Tour à tour, deux équipes de ProA, Châlons, la lanterne rouge (98-63), puis Levallois (88-69) subissent la déferlante alsacienne dans un Tivoli en feu. Toulouse (ProB) ne peut pas faire mieux en quart de finale : 107-74. Le billet pour Paris est acquis. Car c’est sous la forme d’un Final Four que les quatre rescapés se disputent le trophée à Coubertin. Il y a là le CSP Limoges de la grande époque, le PSG-Racing et deux équipes de ProB, la SIG et… le FC Mulhouse.

En demi-finale, le tirage au sort effectué par le comédien Charles Gérard « offre » un derby 100% alsacien au public parisien ! Si la première mi-temps reste serrée (38-39), Bruno Hamm, qui vient de signer à Pau, et Weissler, qui « enquille » deux fois à longue distance, créent l’écart.

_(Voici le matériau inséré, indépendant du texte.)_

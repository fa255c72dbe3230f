/// World-space framing of a grid, computed once from its dimensions.
///
/// Cell `(x, y)` sits at world position `(x, -y)`. Halves are integer halves
/// of the grid dimensions.
#[derive(Clone, Copy, Debug, PartialEq)]
pub struct ViewFrame {
    pub center: (f32, f32),
    /// Half the visible extent in world units
    pub half_extent: f32,
}

impl ViewFrame {
    pub fn fit(grid_width: usize, grid_height: usize) -> Self {
        Self {
            center: (
                (grid_width / 2) as f32 - 0.5,
                -((grid_height / 2) as f32) - 0.5,
            ),
            half_extent: (grid_width.max(grid_height) / 2 + 1) as f32,
        }
    }
}

/// Camera maps between screen pixels and grid cells
pub struct Camera {
    pub offset_x: f32,
    pub offset_y: f32,
    pub zoom: f32, // 1.0 = one cell is `cell_size` pixels
}

impl Camera {
    /// Place the camera so `frame` fills a viewport of the given pixel size
    pub fn framed(frame: ViewFrame, viewport_width: f32, viewport_height: f32, cell_size: f32) -> Self {
        let pixels_per_cell = viewport_width.min(viewport_height) / (2.0 * frame.half_extent);
        let (center_x, center_y) = frame.center;
        Self {
            offset_x: viewport_width / 2.0 - (center_x + 0.5) * pixels_per_cell,
            offset_y: viewport_height / 2.0 + (center_y - 0.5) * pixels_per_cell,
            zoom: pixels_per_cell / cell_size,
        }
    }

    /// Convert screen coordinates to grid coordinates
    pub fn screen_to_grid(&self, screen_x: f32, screen_y: f32, cell_size: f32) -> (i32, i32) {
        let grid_x = ((screen_x - self.offset_x) / (cell_size * self.zoom)).floor() as i32;
        let grid_y = ((screen_y - self.offset_y) / (cell_size * self.zoom)).floor() as i32;
        (grid_x, grid_y)
    }

    /// Convert grid coordinates to screen coordinates (top-left corner of the cell)
    pub fn grid_to_screen(&self, grid_x: usize, grid_y: usize, cell_size: f32) -> (f32, f32) {
        let screen_x = grid_x as f32 * cell_size * self.zoom + self.offset_x;
        let screen_y = grid_y as f32 * cell_size * self.zoom + self.offset_y;
        (screen_x, screen_y)
    }
}

#[cfg(test)]
mod tests {
    use super::*;

    #[test]
    fn test_frame_uses_integer_halves() {
        let frame = ViewFrame::fit(10, 6);
        assert_eq!(frame.center, (4.5, -3.5));
        assert_eq!(frame.half_extent, 6.0);

        let frame = ViewFrame::fit(7, 9);
        assert_eq!(frame.center, (2.5, -4.5));
        assert_eq!(frame.half_extent, 5.0);
    }

    #[test]
    fn test_framed_camera_fits_grid_horizontally() {
        let camera = Camera::framed(ViewFrame::fit(10, 6), 600.0, 600.0, 10.0);
        assert_eq!(camera.zoom, 5.0);
        assert_eq!(camera.grid_to_screen(0, 0, 10.0).0, 50.0);
        assert_eq!(camera.grid_to_screen(10, 0, 10.0).0, 550.0);
    }

    #[test]
    fn test_screen_grid_round_trip() {
        let camera = Camera::framed(ViewFrame::fit(20, 20), 800.0, 600.0, 10.0);
        let (sx, sy) = camera.grid_to_screen(7, 13, 10.0);
        let half_cell = 5.0 * camera.zoom;
        assert_eq!(camera.screen_to_grid(sx + half_cell, sy + half_cell, 10.0), (7, 13));
    }

    #[test]
    fn test_left_of_grid_is_negative() {
        let camera = Camera::framed(ViewFrame::fit(10, 6), 600.0, 600.0, 10.0);
        assert_eq!(camera.screen_to_grid(49.0, 200.0, 10.0).0, -1);
    }
}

A l’arrivée, c’est un succès net (92-71) et… une place en Coupe d’Europe puisque Limoges, l’autre finaliste, qui a battu le PSG-Racing, disputera la Coupe des Champions ! « C’était la plus belle épopée, se souvient Olivier Weissler, aujourd’hui directeur du Centre de formation. Une grosse saison avec la montée en ProA, en barrages contre Le Mans, un groupe exceptionnel, une bande de potes avec un bel équilibre de jeu. On se sentait indestructible ».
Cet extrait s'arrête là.